As a Japanese American, I frankly do not see the massage parlors that were attacked recently by a violent wacko as in any way representative of the Asian American community. I was a prosecutor for five years in the Air Force, including three years in Japan, and I roundly condemn murder of any human being. But trying to use that murderer’s actions as a reason to indict other Americans, to claim that he is somehow a thought leader for a movement of Americans who hate people of Asian descent, is disgusting and engenders hatred toward the vast number of honest and good Americans.
It is an argument that ordinary Americans are so insidiously evil that they cannot be trusted with firearms. That is an argument that displays irrational prejudice toward American citizens who are exercising their rights under the U.S. Constitution to keep and bear arms, a right that was being guarded by the Minutemen at Lexington and Concord when Britain began the Revolutionary War and the American movement for independence by using the British Army to try to disarm Americans.

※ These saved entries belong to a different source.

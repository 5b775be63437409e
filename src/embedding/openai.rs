//! OpenAI embeddings implementation.

use super::Embedder;
use crate::config::Settings;
use crate::error::{DocqaError, Result};
use crate::openai::{create_client, DEFAULT_TIMEOUT_SECS};
use async_openai::types::{CreateEmbeddingRequestArgs, EmbeddingInput};
use async_trait::async_trait;
use std::time::Duration;
use tracing::{debug, instrument};

const DEFAULT_BATCH_SIZE: usize = 100;

/// OpenAI-based embedder.
pub struct OpenAIEmbedder {
    client: async_openai::Client<async_openai::config::OpenAIConfig>,
    model: String,
    dimensions: usize,
    batch_size: usize,
}

impl OpenAIEmbedder {
    /// Create a new OpenAI embedder with default settings.
    pub fn new() -> Result<Self> {
        Self::with_config("text-embedding-3-small", 1536)
    }

    /// Create a new OpenAI embedder with custom model and dimensions.
    pub fn with_config(model: &str, dimensions: usize) -> Result<Self> {
        Ok(Self {
            client: create_client(None, Duration::from_secs(DEFAULT_TIMEOUT_SECS))?,
            model: model.to_string(),
            dimensions,
            batch_size: DEFAULT_BATCH_SIZE,
        })
    }

    /// Create an embedder from the `[embedding]` settings.
    pub fn from_settings(settings: &Settings) -> Result<Self> {
        Ok(Self {
            client: create_client(
                settings.embedding.api_base.as_deref(),
                settings.embedding.timeout(),
            )?,
            model: settings.embedding.model.clone(),
            dimensions: settings.embedding.dimensions as usize,
            batch_size: settings.embedding.batch_size.max(1),
        })
    }
}

#[async_trait]
impl Embedder for OpenAIEmbedder {
    #[instrument(skip(self, text))]
    async fn embed(&self, text: &str) -> Result<Vec<f32>> {
        let embeddings = self.embed_batch(&[text.to_string()]).await?;
        embeddings
            .into_iter()
            .next()
            .ok_or_else(|| DocqaError::Embedding("Empty embedding response".to_string()))
    }

    #[instrument(skip(self, texts), fields(count = texts.len()))]
    async fn embed_batch(&self, texts: &[String]) -> Result<Vec<Vec<f32>>> {
        if texts.is_empty() {
            return Ok(Vec::new());
        }

        debug!("Generating embeddings for {} texts", texts.len());

        let mut all_embeddings = Vec::with_capacity(texts.len());

        for chunk in texts.chunks(self.batch_size) {
            let request = CreateEmbeddingRequestArgs::default()
                .model(&self.model)
                .input(EmbeddingInput::StringArray(chunk.to_vec()))
                .dimensions(self.dimensions as u32)
                .build()
                .map_err(|e| DocqaError::Embedding(format!("Failed to build request: {}", e)))?;

            let response = self
                .client
                .embeddings()
                .create(request)
                .await
                .map_err(|e| DocqaError::OpenAI(format!("Embedding API error: {}", e)))?;

            // Sort by index to ensure correct order
            let mut embeddings: Vec<_> = response.data.into_iter().collect();
            embeddings.sort_by_key(|e| e.index);

            if embeddings.len() != chunk.len() {
                return Err(DocqaError::Embedding(format!(
                    "Expected {} embeddings, got {}",
                    chunk.len(),
                    embeddings.len()
                )));
            }

            all_embeddings.extend(embeddings.into_iter().map(|e| e.embedding));
        }

        debug!("Generated {} embeddings", all_embeddings.len());
        Ok(all_embeddings)
    }

    fn dimensions(&self) -> usize {
        self.dimensions
    }

    fn model_id(&self) -> &str {
        &self.model
    }
}

#[cfg(test)]
mod tests {
    use super::*;

    #[test]
    fn test_embedder_creation() {
        let embedder = OpenAIEmbedder::new().unwrap();
        assert_eq!(embedder.dimensions(), 1536);
        assert_eq!(embedder.model_id(), "text-embedding-3-small");

        let embedder = OpenAIEmbedder::with_config("text-embedding-3-large", 3072).unwrap();
        assert_eq!(embedder.dimensions(), 3072);
    }

    #[test]
    fn test_from_settings() {
        let mut settings = Settings::default();
        settings.embedding.model = "nomic-embed-text".to_string();
        settings.embedding.dimensions = 768;
        settings.embedding.api_base = Some("http://localhost:11434/v1".to_string());
        settings.embedding.batch_size = 0;

        let embedder = OpenAIEmbedder::from_settings(&settings).unwrap();
        assert_eq!(embedder.model_id(), "nomic-embed-text");
        assert_eq!(embedder.dimensions(), 768);
        assert_eq!(embedder.batch_size, 1);
    }
}
use std::sync::Once;

use tracing::info;
use tracing_subscriber::EnvFilter;

static TEST_SETUP: Once = Once::new();

/// Installs the global tracing subscriber for test binaries.
///
/// Safe to call from every test; only the first call does anything.
/// Honors `RUST_LOG`, defaulting to `debug`.
pub fn init_test_setup() {
    TEST_SETUP.call_once(|| {
        let env_filter =
            EnvFilter::try_from_default_env().unwrap_or_else(|_| EnvFilter::new("debug"));
        let _ = tracing_subscriber::fmt()
            .with_env_filter(env_filter)
            .with_writer(std::io::stderr)
            .with_target(true)
            .try_init();
        info!("Test setup complete");
    });
}
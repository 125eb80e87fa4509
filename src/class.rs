//! Runtime type token for bean values.

use std::any::TypeId;
use std::fmt;
use std::hash::{Hash, Hasher};

/// Identifies the runtime type of the value a node represents.
///
/// Two tokens are equal exactly when they were created for the same Rust
/// type; the captured type name is carried for diagnostics only.
#[derive(Debug, Clone, Copy)]
pub struct BeanClass {
    id: TypeId,
    name: &'static str,
}

impl BeanClass {
    /// Token for the type `T`.
    pub fn of<T: ?Sized + 'static>() -> Self {
        Self {
            id: TypeId::of::<T>(),
            name: std::any::type_name::<T>(),
        }
    }

    /// Token for the type of `value`.
    pub fn of_val<T: 'static>(_value: &T) -> Self {
        Self::of::<T>()
    }

    pub fn id(&self) -> TypeId {
        self.id
    }

    /// Full type name, as produced by `std::any::type_name`.
    pub fn name(&self) -> &'static str {
        self.name
    }

    /// True when this token identifies `T`.
    pub fn is<T: ?Sized + 'static>(&self) -> bool {
        self.id == TypeId::of::<T>()
    }
}

impl PartialEq for BeanClass {
    fn eq(&self, other: &Self) -> bool {
        self.id == other.id
    }
}

impl Eq for BeanClass {}

impl Hash for BeanClass {
    fn hash<H: Hasher>(&self, state: &mut H) {
        self.id.hash(state);
    }
}

impl fmt::Display for BeanClass {
    fn fmt(&self, f: &mut fmt::Formatter<'_>) -> fmt::Result {
        f.write_str(self.name)
    }
}
//! Tests for diagnostic tree rendering of qualified name sets

use beantree::util::testing::init_test_setup;
use beantree::{render_property_tree, NameError};

#[test]
fn given_qualified_names_when_rendering_then_tree_is_rooted_at_sentinel() {
    init_test_setup();
    let tree = render_property_tree(&["items", "items.name"]).unwrap();
    let rendered = tree.to_string();
    assert!(rendered.starts_with("<root>"));
    assert!(rendered.contains("items"));
    assert!(rendered.contains("name"));
}

#[test]
fn given_overlapping_names_when_rendering_then_shared_prefixes_merge() {
    let tree = render_property_tree(&["items.$0.id", "items.$0.name", "items.$1.id"]).unwrap();
    let rendered = tree.to_string();
    assert_eq!(rendered.matches("items").count(), 1);
    assert_eq!(rendered.matches("$0").count(), 1);
    assert_eq!(rendered.matches("$1").count(), 1);
    assert_eq!(rendered.matches("id").count(), 2);
}

#[test]
fn given_no_names_when_rendering_then_returns_bare_root() {
    let tree = render_property_tree::<&str>(&[]).unwrap();
    assert_eq!(tree.to_string().trim_end(), "<root>");
}

#[test]
fn given_malformed_name_when_rendering_then_reports_name_error() {
    let result = render_property_tree(&["ok", "broken..name"]);
    assert_eq!(
        result.err(),
        Some(NameError::EmptySegment {
            name: "broken..name".to_string()
        })
    );
}
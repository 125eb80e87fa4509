use thiserror::Error;

#[derive(Error, Debug, Clone, PartialEq, Eq)]
pub enum NameError {
    #[error("Qualified name is empty")]
    EmptyName,

    #[error("Empty segment in qualified name: {name}")]
    EmptySegment { name: String },

    #[error("Invalid element index '{segment}' in qualified name: {name}")]
    InvalidElementIndex { name: String, segment: String },
}

pub type NameResult<T> = Result<T, NameError>;
// End-to-end scenarios exercising the full pipeline: builders -> CellStorage
// -> CellCustomizer -> archive round-trip, through the crate's public API only.

use anyhow::Result;
use mlcrp::{
    Archive, CellCustomizer, CellID, CellStorage, CustomizationEdgeData, CustomizerConfig,
    EdgeDistance, EdgeDuration, EdgeWeight, GraphBuilder, LevelID, MlcrpError, NodeID,
    PartitionBuilder,
};

fn edge_data(weight: i64) -> CustomizationEdgeData {
    CustomizationEdgeData {
        weight: EdgeWeight::new(weight).unwrap(),
        duration: EdgeDuration::new(weight as u32).unwrap(),
        distance: EdgeDistance::new(weight as f64).unwrap(),
        forward: true,
        backward: false,
    }
}

fn n(raw: u32) -> NodeID {
    NodeID::new(raw).unwrap()
}

/// Scenario 1: a 4-node, two-cell graph. Every within-cell edge must show up
/// directly in its cell's matrix after customization.
#[test]
fn scenario_1_two_cell_graph_round_trips_through_the_full_pipeline() -> Result<()> {
    let partition = PartitionBuilder::new().level(vec![0, 0, 1, 1], 2).build()?;
    let graph = GraphBuilder::new(4)
        .add_edge(n(0), n(1), edge_data(1))
        .add_edge(n(1), n(0), edge_data(1))
        .add_edge(n(0), n(2), edge_data(1))
        .add_edge(n(2), n(0), edge_data(1))
        .add_edge(n(2), n(3), edge_data(1))
        .add_edge(n(3), n(2), edge_data(1))
        .add_edge(n(3), n(1), edge_data(1))
        .add_edge(n(1), n(3), edge_data(1))
        .build(&partition)?;
    let storage = CellStorage::build(&graph, &partition)?;
    let mut metric = storage.new_metric();
    CellCustomizer::new(CustomizerConfig::default()).customize(&graph, &partition, &storage, &mut metric)?;

    let l1 = LevelID::new(1)?;
    let cell0 = CellID::new(0)?;
    let handle0 = storage.cell_readonly(&metric, l1, cell0)?;
    assert_eq!(handle0.source_nodes().iter().map(|x| x.get()).collect::<Vec<_>>(), vec![0]);
    assert_eq!(handle0.destination_nodes().iter().map(|x| x.get()).collect::<Vec<_>>(), vec![1]);
    assert_eq!(handle0.out_weight(0)[0].get(), 1);

    let cell1 = CellID::new(1)?;
    let handle1 = storage.cell_readonly(&metric, l1, cell1)?;
    let s2 = handle1.source_nodes().iter().position(|x| x.get() == 2).unwrap();
    let s3 = handle1.source_nodes().iter().position(|x| x.get() == 3).unwrap();
    let d2 = handle1.destination_nodes().iter().position(|x| x.get() == 2).unwrap();
    let d3 = handle1.destination_nodes().iter().position(|x| x.get() == 3).unwrap();
    assert_eq!(handle1.out_weight(s2)[d3].get(), 1);
    assert_eq!(handle1.out_weight(s3)[d2].get(), 1);
    Ok(())
}

/// Scenario 2: a four-level hierarchy (levels 1-3 plus the implicit base).
/// A single internal edge's weight must appear, unchanged, in the matrices
/// of every cell whose level it borders, at every level that registers it.
#[test]
fn scenario_2_four_level_hierarchy_propagates_an_edge_weight_through_two_levels() -> Result<()> {
    let l1 = vec![0, 0, 0, 0, 1, 1, 1, 1, 2, 2, 2, 2, 3, 3, 3, 3];
    let l2 = vec![0, 0, 0, 0, 0, 0, 0, 0, 1, 1, 1, 1, 1, 1, 1, 1];
    let l3 = vec![0u32; 16];
    let partition = PartitionBuilder::new().level(l1, 4).level(l2, 2).level(l3, 1).build()?;

    // 11->13 and 2->13 both register node 13 as a source of its level-1 and
    // level-2 cells; 12->8 and 12->1 both register node 12 as a destination
    // of the same cells. 13->12 is the only path between them at either
    // level, so its weight must appear unchanged in both matrices.
    let graph = GraphBuilder::new(16)
        .add_edge(n(11), n(13), edge_data(1))
        .add_edge(n(2), n(13), edge_data(1))
        .add_edge(n(12), n(8), edge_data(1))
        .add_edge(n(12), n(1), edge_data(1))
        .add_edge(n(13), n(12), edge_data(10))
        .build(&partition)?;
    let storage = CellStorage::build(&graph, &partition)?;
    let mut metric = storage.new_metric();
    CellCustomizer::new(CustomizerConfig::default()).customize(&graph, &partition, &storage, &mut metric)?;

    let l1_id = LevelID::new(1)?;
    let n13 = n(13);
    let n12 = n(12);
    let cell3 = partition.cell(l1_id, n13)?;
    assert_eq!(cell3, partition.cell(l1_id, n12)?);
    let handle1 = storage.cell_readonly(&metric, l1_id, cell3)?;
    let s = handle1.source_nodes().iter().position(|x| *x == n13).unwrap();
    let d = handle1.destination_nodes().iter().position(|x| *x == n12).unwrap();
    assert_eq!(handle1.out_weight(s)[d].get(), 10);

    let l2_id = LevelID::new(2)?;
    let cell1_at_l2 = partition.cell(l2_id, n13)?;
    assert_eq!(cell1_at_l2, partition.cell(l2_id, n12)?);
    let handle2 = storage.cell_readonly(&metric, l2_id, cell1_at_l2)?;
    let s2 = handle2.source_nodes().iter().position(|x| *x == n13).unwrap();
    let d2 = handle2.destination_nodes().iter().position(|x| *x == n12).unwrap();
    assert_eq!(handle2.out_weight(s2)[d2].get(), 10);
    Ok(())
}

/// Scenario 3: a triangle-inequality shortcut. Level 1 establishes a clique
/// entry `0->1 = 5` inside one sub-cell and `2->3 = 1` inside another. At
/// level 2, the only route from 0 to 3 chains both clique entries across a
/// level-1 border edge (`1->2`, weight 1) for a true cost of 5+1+1=7. A
/// direct, deliberately expensive raw edge `0->3` (weight 50) must lose to
/// that chained route, and the `fromClique` suppression must not cause the
/// chain to be skipped or double-counted.
#[test]
fn scenario_3_clique_chain_beats_an_expensive_direct_edge() -> Result<()> {
    // l1: {0,1} -> cell 0, {2,3} -> cell 1, {4,5} -> cell 2.
    // l2: {0,1,2,3} -> cell 0, {4,5} -> cell 1.
    // l3: everything -> cell 0 (trivial top).
    let partition = PartitionBuilder::new()
        .level(vec![0, 0, 1, 1, 2, 2], 3)
        .level(vec![0, 0, 0, 0, 1, 1], 2)
        .level(vec![0, 0, 0, 0, 0, 0], 1)
        .build()?;

    let graph = GraphBuilder::new(6)
        .add_edge(n(0), n(1), edge_data(5)) // clique candidate inside l1 cell 0
        .add_edge(n(1), n(2), edge_data(1)) // border edge, l1 cell 0 -> l1 cell 1
        .add_edge(n(2), n(0), edge_data(100)) // makes node 0 a source of l1 cell 0
        .add_edge(n(2), n(3), edge_data(1)) // clique candidate inside l1 cell 1
        .add_edge(n(3), n(4), edge_data(1)) // makes node 3 a destination of l2 cell 0
        .add_edge(n(5), n(0), edge_data(1)) // makes node 0 a source of l2 cell 0
        .add_edge(n(0), n(3), edge_data(50)) // expensive direct shortcut, must lose
        .build(&partition)?;
    let storage = CellStorage::build(&graph, &partition)?;
    let mut metric = storage.new_metric();
    CellCustomizer::new(CustomizerConfig::default()).customize(&graph, &partition, &storage, &mut metric)?;

    // Level 1 clique entries feeding the level-2 chain.
    let l1_id = LevelID::new(1)?;
    let cell0_l1 = partition.cell(l1_id, n(0))?;
    let handle_l1_cell0 = storage.cell_readonly(&metric, l1_id, cell0_l1)?;
    let s0 = handle_l1_cell0.source_nodes().iter().position(|x| x.get() == 0).unwrap();
    let d1 = handle_l1_cell0.destination_nodes().iter().position(|x| x.get() == 1).unwrap();
    assert_eq!(handle_l1_cell0.out_weight(s0)[d1].get(), 5);

    let cell1_l1 = partition.cell(l1_id, n(2))?;
    let handle_l1_cell1 = storage.cell_readonly(&metric, l1_id, cell1_l1)?;
    let s2 = handle_l1_cell1.source_nodes().iter().position(|x| x.get() == 2).unwrap();
    let d3 = handle_l1_cell1.destination_nodes().iter().position(|x| x.get() == 3).unwrap();
    assert_eq!(handle_l1_cell1.out_weight(s2)[d3].get(), 1);

    // Level 2: the chained route (5 + 1 + 1 = 7) must win over the direct,
    // expensive edge (50).
    let l2_id = LevelID::new(2)?;
    let cell0_l2 = partition.cell(l2_id, n(0))?;
    assert_eq!(cell0_l2, partition.cell(l2_id, n(3))?);
    let handle_l2 = storage.cell_readonly(&metric, l2_id, cell0_l2)?;
    let s = handle_l2.source_nodes().iter().position(|x| x.get() == 0).unwrap();
    let d = handle_l2.destination_nodes().iter().position(|x| x.get() == 3).unwrap();
    assert_eq!(handle_l2.out_weight(s)[d].get(), 7);
    Ok(())
}

/// Scenario 4: an unreachable destination reads back as the INFINITY /
/// MAX / INVALID sentinel, never as zero or a partially written value.
#[test]
fn scenario_4_unreachable_pair_reads_back_as_infinity() -> Result<()> {
    // l1: {0,1,2,3} -> cell 0, {4} -> cell 1 (a single border node).
    // l2: everything -> cell 0 (trivial top, required by the partition's
    // monotonic-cell-count invariant).
    let partition = PartitionBuilder::new()
        .level(vec![0, 0, 0, 0, 1], 2)
        .level(vec![0, 0, 0, 0, 0], 1)
        .build()?;
    let graph = GraphBuilder::new(5)
        .add_edge(n(4), n(0), edge_data(1)) // node 0 becomes a source of cell 0
        .add_edge(n(1), n(4), edge_data(1)) // node 1 becomes a destination of cell 0
        .add_edge(n(3), n(4), edge_data(1)) // node 3 becomes a destination of cell 0
        .add_edge(n(0), n(1), edge_data(1)) // 0 -> 1 is reachable
        // node 2 stays fully isolated: 0 -> 3 has no path through cell 0's nodes
        .build(&partition)?;
    let storage = CellStorage::build(&graph, &partition)?;
    let mut metric = storage.new_metric();
    CellCustomizer::new(CustomizerConfig::default()).customize(&graph, &partition, &storage, &mut metric)?;

    let l1 = LevelID::new(1)?;
    let cell0 = CellID::new(0)?;
    let handle = storage.cell_readonly(&metric, l1, cell0)?;
    let s0 = handle.source_nodes().iter().position(|x| x.get() == 0).unwrap();
    let d1 = handle.destination_nodes().iter().position(|x| x.get() == 1).unwrap();
    let d3 = handle.destination_nodes().iter().position(|x| x.get() == 3).unwrap();

    assert_eq!(handle.out_weight(s0)[d1].get(), 1);
    assert_eq!(handle.out_weight(s0)[d3], EdgeWeight::INFINITY);
    assert_eq!(handle.out_duration(s0)[d3], EdgeDuration::MAX);
    assert_eq!(handle.out_distance(s0)[d3], EdgeDistance::INVALID);
    Ok(())
}

/// Scenario 5: an archive round-trips exactly, and loading one whose
/// connectivity checksum does not match its own CSR arrays fails with
/// `IncompatibleData` rather than silently loading stale data.
#[test]
fn scenario_5_archive_round_trip_and_checksum_mismatch_detection() -> Result<()> {
    let partition = PartitionBuilder::new().level(vec![0, 0, 1, 1], 2).build()?;
    let graph = GraphBuilder::new(4)
        .add_edge(n(0), n(1), edge_data(1))
        .add_edge(n(2), n(3), edge_data(1))
        .build(&partition)?;
    let storage = CellStorage::build(&graph, &partition)?;
    let mut metric = storage.new_metric();
    CellCustomizer::new(CustomizerConfig::default()).customize(&graph, &partition, &storage, &mut metric)?;

    let dir = tempfile::tempdir()?;
    let path = dir.path().join("scenario5.bin");
    Archive::save(&path, &partition, &graph, &storage, &metric)?;

    type Quad = (
        mlcrp::MultiLevelPartition<'static>,
        mlcrp::MultiLevelGraph<'static, CustomizationEdgeData>,
        CellStorage,
        mlcrp::Metric,
    );
    let loaded: Quad = Archive::load(&path)?;
    assert_eq!(loaded.1.checksum(), graph.checksum());
    assert_eq!(loaded.0.checksum(), partition.checksum());

    // Corrupt the connectivity checksum block's payload byte-for-byte.
    let mut bytes = std::fs::read(&path)?;
    let needle = b"mlg/connectivity_checksum";
    let pos = bytes.windows(needle.len()).position(|w| w == needle).unwrap();
    let payload_start = pos + needle.len() + 8 + 8;
    bytes[payload_start] ^= 0xFF;
    std::fs::write(&path, &bytes)?;

    let reload: Result<Quad, MlcrpError> = Archive::load(&path);
    assert!(matches!(reload, Err(MlcrpError::IncompatibleData { .. })));
    Ok(())
}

Someone who wanted to specifically harm Asian Americans would go to places where Asian Americans work and gather, such as restaurants serving Asian cuisine, markets that sell Asian foods and distinctive material items such as clothing, and churches that are patronized by Asian Americans, including both Buddhist congregations and Christian church congregations with predominant Asian members, including Protestant, Catholic, and Latter-day Saint congregations. Muslim Jihadists in America, Europe and other countries have targeted Jews in such places where Jews gather. Killers who hated African Americans have attacked their churches. It is irrational to think that the murderer in this recent attack was trying to harm Asians as such.